PRO/CON: Should all high schoolers take courses in personal finance?
PRO: Yes. Education system overhaul should include new emphasis on financial literacy
Secretary of Education Betsy DeVos is setting out to reform America’s underperforming public schools. Let’s hope she makes their shocking lack of personal finance instruction a top concern. Our high schools are failing badly when it comes to teaching students about how to manage money.
Only 17 states require high school students to take courses in personal finance, a 2016 study by the Council for Economic Education said.
It's particularly distressing when you consider that the final year of high school is, for many young people, a last opportunity to acquire financial knowledge. Then, they'll enter today’s costly, complex and rapidly changing world.
Personal finance courses don’t require teachers with advanced degrees. Almost any teacher who can manage personal finances can follow course guidelines to teach basic money matters.
Learn How To Manage Your Bank Account
To be successful, most kids don’t need to learn advanced ideas, said Nan J. Morrison. She is president and CEO of the Council for Economic Education. However, students do need to know how to open a bank account and how much they need to save each month to reach their goals, she said. They also should know how much money they will need to earn to pay back money they borrow, she said.
She and other personal finance advocates are responsible for many of the recent gains made in the establishment of what some call “everyday economics” in high school classrooms. In 1998, only 14 states required that high schools give their seniors a basic knowledge of personal finance. Now 37 states do. Students learn about finance as part of other classes.
Over the last few years, New York and Illinois have set tougher standards. Washington state has new legislation doing the same.
Only 17 States Require Finance Courses
Still, the number of states that require high school students to take a separate personal finance course has remained unchanged since 2014, the study said. There are still just 17 states that require a finance course.
That’s truly unfortunate. The states with the toughest personal finance requirements send their students on to college and into the real world with a measurable head start.
Data recently released by the Investor Education Foundation, or IEF, show that students benefit from the classes. Those who passed required personal finance courses have better-than-average credit scores as young adults, the information says. They are less likely to fall behind when it comes to paying back money they owe.
The IEF study found improvements in financial outcomes for young adults ages 18 to 22 in three states where financial education mandates are considered strict by the Council for Economic Education. The states are Idaho, Georgia and Texas.
It Would Help Students In Low-Income Areas
Personal finance courses provide important help to students in low-income areas with lagging schools.
Young people in economically challenged areas are often unemployed or underemployed. They find themselves at the mercy of loan sharks and payday loans who take advantage of people who need to borrow money quickly. These lenders target poor people with unethical and even illegal practices, charging very high interest rates. These factors can be key drivers of ongoing poverty.

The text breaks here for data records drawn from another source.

/// SCSI response status codes
pub mod scsi_status {
    pub const GOOD: u8 = 0x00;
    pub const CHECK_CONDITION: u8 = 0x02;
    pub const CONDITION_MET: u8 = 0x04;
    pub const BUSY: u8 = 0x08;
    pub const RESERVATION_CONFLICT: u8 = 0x18;
    pub const TASK_SET_FULL: u8 = 0x28;
    pub const ACA_ACTIVE: u8 = 0x30;
    pub const TASK_ABORTED: u8 = 0x40;
}

/// Human readable opcode name for logs
pub fn opcode_name(op: u8) -> &'static str {
    match op & 0x3f {
        opcode::NOP_OUT => "NOP-Out",
        opcode::SCSI_COMMAND => "SCSI Command",
        opcode::TASK_MANAGEMENT_REQUEST => "Task Management Request",
        opcode::LOGIN_REQUEST => "Login Request",
        opcode::TEXT_REQUEST => "Text Request",
        opcode::SCSI_DATA_OUT => "SCSI Data-Out",
        opcode::LOGOUT_REQUEST => "Logout Request",
        opcode::NOP_IN => "NOP-In",
        opcode::SCSI_RESPONSE => "SCSI Response",
        opcode::TASK_MANAGEMENT_RESPONSE => "Task Management Response",
        opcode::LOGIN_RESPONSE => "Login Response",
        opcode::TEXT_RESPONSE => "Text Response",
        opcode::SCSI_DATA_IN => "SCSI Data-In",
        opcode::LOGOUT_RESPONSE => "Logout Response",
        opcode::R2T => "R2T",
        opcode::ASYNC_MESSAGE => "Async Message",
        opcode::REJECT => "Reject",
        _ => "Unknown",
    }
}

/// CRC32C (Castagnoli) digest as used for iSCSI header digests
pub fn crc32c(bytes: &[u8]) -> u32 {
    crc32::checksum_castagnoli(bytes)
}

/// Number of zero bytes needed to pad `len` to a 4-byte boundary
pub fn pad_len(len: usize) -> usize {
    (4 - (len % 4)) % 4
}

// ============================================================================
// Serial number arithmetic (RFC 1982, 32-bit)
// ============================================================================

/// `a < b` in 32-bit serial number arithmetic
pub fn serial_lt(a: u32, b: u32) -> bool {
    a != b && (a.wrapping_sub(b) as i32) < 0
}

/// `a <= b` in 32-bit serial number arithmetic
pub fn serial_le(a: u32, b: u32) -> bool {
    a == b || serial_lt(a, b)
}

/// The later of two serial numbers
pub fn serial_max(a: u32, b: u32) -> u32 {
    if serial_lt(a, b) {
        b
    } else {
        a
    }
}

// ============================================================================
// Outbound PDU
// ============================================================================

/// An outbound PDU.
///
/// ```text
/// Byte/     0       |       1       |       2       |       3       |
///    +---------------+---------------+---------------+---------------+
///   0|.|I| Opcode    |F|  Opcode-specific fields                     |
///   4|TotalAHSLength | DataSegmentLength                             |
///   8| LUN or Opcode-specific fields                                 |
///  16| Initiator Task Tag                                            |
///  20| TTT / ExpectedDataTransferLength / Referenced Task Tag        |
///  24| CmdSN                                                         |
///  28| ExpStatSN                                                     |
///  32| CDB / RefCmdSN                                                |
///  36| DataSN                                                        |
///  40| Buffer Offset                                                 |
///    +---------------+---------------+---------------+---------------+
/// ```
pub struct Pdu {
    opcode: u8,
    response_opcode: u8,
    flags: u32,
    itt: u32,
    cmdsn: u32,
    datasn: u32,
    header: [u8; BHS_SIZE],
    data: Vec<u8>,
    wire: Vec<u8>,
    written: usize,
    pub(crate) callback: Option<CommandCallback>,
    pub(crate) timeout: Option<Duration>,
    pub(crate) deadline: Option<Instant>,
    pub(crate) seq: u64,
    pub(crate) task: Option<ScsiTask>,
    /// Callback already resolved while the tail was still being written
    pub(crate) detached: bool,
}

impl fmt::Debug for Pdu {
    fn fmt(&self, f: &mut fmt::Formatter<'_>) -> fmt::Result {
        f.debug_struct("Pdu")
            .field("opcode", &opcode_name(self.opcode))
            .field("itt", &format_args!("0x{:08x}", self.itt))
            .field("cmdsn", &self.cmdsn)
            .field("flags", &self.flags)
            .field("data_len", &self.data.len())
            .field("written", &self.written)
            .finish()
    }
}

impl Pdu {
    /// Allocate a PDU for `opcode`, expecting `response_opcode` in reply.
    pub fn new(opcode: u8, response_opcode: u8, itt: u32, flags: u32) -> Self {
        let mut header = [0u8; BHS_SIZE];
        header[0] = opcode & 0x3f;
        BigEndian::write_u32(&mut header[16..20], itt);
        Pdu {
            opcode: opcode & 0x3f,
            response_opcode,
            flags,
            itt,
            cmdsn: 0,
            datasn: 0,
            header,
            data: Vec::new(),
            wire: Vec::new(),
            written: 0,
            callback: None,
            timeout: None,
            deadline: None,
            seq: 0,
            task: None,
            detached: false,
        }
    }

    /// Like [`Pdu::new`], but rejects opcodes an initiator never sends
    pub fn allocate(opcode: u8, response_opcode: u8, itt: u32, flags: u32) -> IscsiResult<Self> {
        if opcode & 0x3f > opcode::LOGOUT_REQUEST {
            return Err(IscsiError::InvalidPdu(format!(
                "{} is not an initiator opcode",
                opcode_name(opcode & 0x3f)
            )));
        }
        Ok(Pdu::new(opcode, response_opcode, itt, flags))
    }

    pub fn opcode(&self) -> u8 {
        self.opcode
    }

    pub fn response_opcode(&self) -> u8 {
        self.response_opcode
    }

    pub fn itt(&self) -> u32 {
        self.itt
    }

    pub fn cmdsn(&self) -> u32 {
        self.cmdsn
    }

    pub fn datasn(&self) -> u32 {
        self.datasn
    }

    pub fn header(&self) -> &[u8; BHS_SIZE] {
        &self.header
    }

    /// Payload without padding
    pub fn data(&self) -> &[u8] {
        &self.data
    }

    pub fn has_flag(&self, flag: u32) -> bool {
        self.flags & flag != 0
    }

    pub fn add_flags(&mut self, flag: u32) {
        self.flags |= flag;
    }

    pub fn is_immediate(&self) -> bool {
        self.header[0] & IMMEDIATE_BIT != 0
    }

    /// Whether queueing this PDU consumes a CmdSN slot
    pub fn consumes_cmdsn(&self) -> bool {
        !self.is_immediate() && self.opcode != opcode::SCSI_DATA_OUT
    }

    pub fn set_immediate(&mut self) {
        self.header[0] |= IMMEDIATE_BIT;
    }

    pub fn set_pdu_flags(&mut self, flags: u8) {
        self.header[1] = flags;
    }

    /// Single level LUN addressing
    pub fn set_lun(&mut self, lun: u32) {
        self.header[8] = (lun >> 8) as u8;
        self.header[9] = (lun & 0xff) as u8;
    }

    /// Copy an 8-byte LUN field verbatim
    pub fn set_raw_lun(&mut self, lun: &[u8]) {
        let n = lun.len().min(8);
        self.header[8..8 + n].copy_from_slice(&lun[..n]);
    }

    pub fn set_itt(&mut self, itt: u32) {
        self.itt = itt;
        BigEndian::write_u32(&mut self.header[16..20], itt);
    }

    pub fn set_ritt(&mut self, ritt: u32) {
        BigEndian::write_u32(&mut self.header[20..24], ritt);
    }

    pub fn set_ttt(&mut self, ttt: u32) {
        BigEndian::write_u32(&mut self.header[20..24], ttt);
    }

    pub fn set_expxferlen(&mut self, len: u32) {
        BigEndian::write_u32(&mut self.header[20..24], len);
    }

    pub fn set_cmdsn(&mut self, cmdsn: u32) {
        self.cmdsn = cmdsn;
        BigEndian::write_u32(&mut self.header[24..28], cmdsn);
    }

    pub fn set_expstatsn(&mut self, expstatsn: u32) {
        BigEndian::write_u32(&mut self.header[28..32], expstatsn);
    }

    pub fn set_rcmdsn(&mut self, rcmdsn: u32) {
        BigEndian::write_u32(&mut self.header[32..36], rcmdsn);
    }

    pub fn set_datasn(&mut self, datasn: u32) {
        self.datasn = datasn;
        BigEndian::write_u32(&mut self.header[36..40], datasn);
    }

    pub fn set_bufferoffset(&mut self, offset: u32) {
        BigEndian::write_u32(&mut self.header[40..44], offset);
    }

    /// Write a CDB of up to 16 bytes into bytes 32..48
    pub fn set_cdb(&mut self, cdb: &[u8]) -> IscsiResult<()> {
        if cdb.len() > 16 {
            return Err(IscsiError::InvalidPdu(format!(
                "CDB too long: {} bytes (max 16)",
                cdb.len()
            )));
        }
        self.header[32..48].fill(0);
        self.header[32..32 + cdb.len()].copy_from_slice(cdb);
        Ok(())
    }

    /// Per-PDU timeout; zero disables the timeout scanner for this PDU
    pub fn set_timeout(&mut self, timeout: Duration) {
        self.timeout = if timeout.is_zero() { None } else { Some(timeout) };
    }

    pub fn set_callback(&mut self, callback: CommandCallback) {
        self.callback = Some(callback);
    }

    /// Append bytes to the data segment.
    ///
    /// On allocation failure the PDU is left exactly as it was.
    pub fn add_data(&mut self, bytes: &[u8]) -> IscsiResult<()> {
        if bytes.is_empty() {
            return Err(IscsiError::InvalidPdu(
                "trying to add zero bytes of data".to_string(),
            ));
        }
        let new_len = self.data.len() + bytes.len();
        if new_len > 0x00ff_ffff {
            return Err(IscsiError::InvalidPdu(format!(
                "data segment of {} bytes does not fit in 24 bits",
                new_len
            )));
        }
        self.data
            .try_reserve(bytes.len() + pad_len(new_len))
            .map_err(|e| IscsiError::OutOfMemory(format!("pdu data: {}", e)))?;
        self.data.extend_from_slice(bytes);
        BigEndian::write_u24(&mut self.header[5..8], new_len as u32);
        Ok(())
    }

    /// Append a `key=value\0` text record
    pub fn add_text(&mut self, key: &str, value: &str) -> IscsiResult<()> {
        let record = format!("{}={}\0", key, value);
        self.add_data(record.as_bytes())
    }

    pub fn data_segment_length(&self) -> u32 {
        BigEndian::read_u24(&self.header[5..8])
    }

    /// Produce the wire image: header, optional header digest, padded data.
    pub(crate) fn encode(&mut self, digest: DigestType) -> IscsiResult<()> {
        let digest_len = if digest == DigestType::CRC32C { DIGEST_SIZE } else { 0 };
        let total = BHS_SIZE + digest_len + self.data.len() + pad_len(self.data.len());

        let mut wire = Vec::new();
        wire.try_reserve_exact(total)
            .map_err(|e| IscsiError::OutOfMemory(format!("pdu wire image: {}", e)))?;
        wire.extend_from_slice(&self.header);
        if digest == DigestType::CRC32C {
            let mut crc = [0u8; DIGEST_SIZE];
            LittleEndian::write_u32(&mut crc, crc32c(&self.header));
            wire.extend_from_slice(&crc);
        }
        wire.extend_from_slice(&self.data);
        wire.resize(total, 0);

        self.wire = wire;
        self.written = 0;
        Ok(())
    }

    pub(crate) fn unwritten(&self) -> &[u8] {
        &self.wire[self.written..]
    }

    pub(crate) fn advance(&mut self, n: usize) {
        self.written = (self.written + n).min(self.wire.len());
    }

    pub(crate) fn bytes_written(&self) -> usize {
        self.written
    }

    pub(crate) fn is_fully_written(&self) -> bool {
        !self.wire.is_empty() && self.written == self.wire.len()
    }

    /// Forget any transmission progress so the PDU can be sent again
    pub(crate) fn reset_for_retransmit(&mut self) {
        self.wire = Vec::new();
        self.written = 0;
        self.detached = false;
        if let Some(task) = self.task.as_mut() {
            task.reset();
        }
    }
}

Recent graduates in these communities find themselves struggling to pay bills and manage what little money they have.
As Morrison said, “Exposure is everything. When you learn good habits, you tend to have better outcomes.”
ABOUT THE WRITER: K. Alexander Ashe is the CEO and founder of Spendcast, a tech company that develops finance-focused apps. Readers may email him at firstname.lastname@example.org. This essay is available to Tribune News Service subscribers. TNS did not subsidize the writing of this column; the opinions are those of the writer and do not necessarily represent the views of TNS or its editors.
CON: No. Better we get back to basics
Today, basic classroom subjects like writing, reading, mathematics, science and history are being neglected by state education authorities. Making tougher requirements for teaching personal finance would be a waste of time and money.
Politicians and school board members pushing such an agenda should be required to pass courses in public finance.
All 50 states plus the District of Columbia already require teaching basic economics. Forty-five states require that personal finance be taught in basic economics courses.
That’s sufficient when you consider the education basics getting little attention.
U.S. Students Lagging In Math, Science, Reading Skills
Students who finish high school without a basic education in science, math, English and at least one foreign language wind up competing for low-wage jobs. They fight for jobs that don’t require special skills.
The Programme for International Student Assessment measured students around the world. In science, U.S. students now rank behind those of Vietnam, Slovenia, Portugal, South Korea and 19 other nations.
In reading skills, American students rank 24th, behind Ireland, Estonia, Macao and France. America’s report card in math is awful. It ranks 39th, behind Russia, Spain, Poland and Macao.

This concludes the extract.